Texas House lawmakers on Monday approved legislation by Rep. Phil King (R) to create the equivalent of a carve out for statewide politicians and office holders to avoid prosecution by the ethics watchdog unit which was created specifically to investigate political malfeasance, My San Antonio reports.
The bill will shift investigative power over cases which involve public corruption to the Texas Rangers, thus accomplishing a long-time goal of Republicans in the Legislature to dilute the power of Travis County’s Public Integrity Unit.
My San Antonio reports:
It would also allow any ethics charges filed against statewide politicians and lawmakers to be returned to their home counties for prosecution.
Corruption cases involving lobbyists and state employees would still be investigated by the Travis County-based unit, leaving statewide politicians and office holders as the only group able to elude the hammer of the Public Integrity Unit by taking their case to their respective home county.
One Republican urged lawmakers to avoid creating a “special protected class for us as elected officials.” State Rep. David Simpson, R-Longview, tried to change the bill so that public corruption cases involving lawmakers could also be tried outside of their home counties. His amendment failed, along with others that tried to expand the venue in which lawmakers could be prosecuted.
“This is the way it is for ordinary citizens. If they are to commit crimes against the state they would be prosecuted where the crime occurs,” said Simpson, who voted against the bill. “I want to plead with you that you not create with this bill a specially protected class”
In a vote along party lines, the bill passed 94 to 51. It still needs a final vote before going to the Senate, which has already approved a similar measure….

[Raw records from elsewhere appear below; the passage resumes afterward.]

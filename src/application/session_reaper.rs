//! SessionReaper - background eviction of abandoned sessions.
//!
//! A user who stops answering leaves their session in the store forever.
//! The reaper periodically removes sessions idle longer than a TTL. Each
//! removal happens under the user's turn lock, so a turn already working on
//! the session either finishes first (and refreshes it) or never sees it.
//!
//! ## Configuration
//!
//! | Setting | Default | Description |
//! |---------|---------|-------------|
//! | `idle_ttl` | none | Reaper is not started without it |
//! | `sweep_interval` | 60s | How often to look for idle sessions |

use std::sync::Arc;
use std::time::Duration;

use tokio::sync::watch;
use tokio::time;
use tracing::{debug, error, info};

use crate::config::SessionsConfig;
use crate::domain::foundation::{DomainError, Timestamp};
use crate::domain::session::{Session, SessionStatus};
use super::{UserGate, WorkflowController};
use crate::ports::SessionStore;

/// Background service that evicts idle sessions.
pub struct SessionReaper {
    store: Arc<dyn SessionStore>,
    gate: UserGate,
    ttl: Duration,
    sweep_interval: Duration,
}

impl SessionReaper {
    pub fn new(
        store: Arc<dyn SessionStore>,
        gate: UserGate,
        ttl: Duration,
        sweep_interval: Duration,
    ) -> Self {
        Self {
            store,
            gate,
            ttl,
            sweep_interval,
        }
    }

    /// Builds a reaper over `controller`'s sessions when `config` enables
    /// eviction.
    pub fn from_config(controller: &WorkflowController, config: &SessionsConfig) -> Option<Self> {
        config.idle_ttl().map(|ttl| {
            Self::new(
                Arc::clone(controller.store()),
                controller.gate().clone(),
                ttl,
                config.sweep_interval(),
            )
        })
    }

    pub fn ttl(&self) -> Duration {
        self.ttl
    }

    /// Run the sweep loop until shutdown signal is received.
    ///
    /// Store failures are logged and retried on the next tick.
    pub async fn run(&self, mut shutdown: watch::Receiver<bool>) {
        let mut interval = time::interval(self.sweep_interval);

        loop {
            tokio::select! {
                changed = shutdown.changed() => {
                    if changed.is_err() || *shutdown.borrow() {
                        return;
                    }
                }

                _ = interval.tick() => {
                    if let Err(e) = self.sweep().await {
                        error!(error = %e, "session sweep failed");
                    }
                }
            }
        }
    }

    /// Evicts sessions idle at this moment.
    pub async fn sweep(&self) -> Result<Vec<Session>, DomainError> {
        self.sweep_at(Timestamp::now()).await
    }

    /// Evicts sessions idle at `now` and returns them marked `Evicted`.
    pub async fn sweep_at(&self, now: Timestamp) -> Result<Vec<Session>, DomainError> {
        let candidates = self.store.idle_users(self.ttl, now).await?;
        let mut evicted = Vec::with_capacity(candidates.len());

        for user in candidates {
            let _turn = self.gate.acquire(user).await;
            let Some(mut session) = self.store.remove_idle(user, self.ttl, now).await? else {
                debug!(user_id = %user, "session active again, kept");
                continue;
            };

            session.finish(SessionStatus::Evicted)?;
            info!(
                user_id = %session.user_id(),
                session_id = %session.id(),
                workflow = session.workflow_name(),
                step = session.current_step().name(),
                idle_secs = session.last_activity().elapsed_at(&now).as_secs(),
                "evicted idle session"
            );
            evicted.push(session);
        }

        Ok(evicted)
    }
}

The Public Integrity Unit has long been targeted by Republicans in the Legislature, and last session former Gov. Rick Perry threatened to veto funding for the unit unless Travis County District Attorney Rosemary Lehmberg resigned following her arrest and jail time for drunken driving. Lehmberg refused and Perry vetoed the funding.
We remember Perry’s veto.
In August of 2014, a grand jury handed up an indictment against Texas Gov. Rick Perry on two felony count for abuse of official capacity and coercion of a public servant by a Travis County grand jury in connection with the investigation into an effort to force Travis County District Attorney Rosemary Lehmberg to resign.
Perry vetoed of $7.5 million in state funding to the Public Integrity Unit which was run by Lehmberg.
Whew! We are so glad that elected officials will escape any added scrutiny simply because they hate on the Integrity Unit.
Elected officials should be held to a higher standard.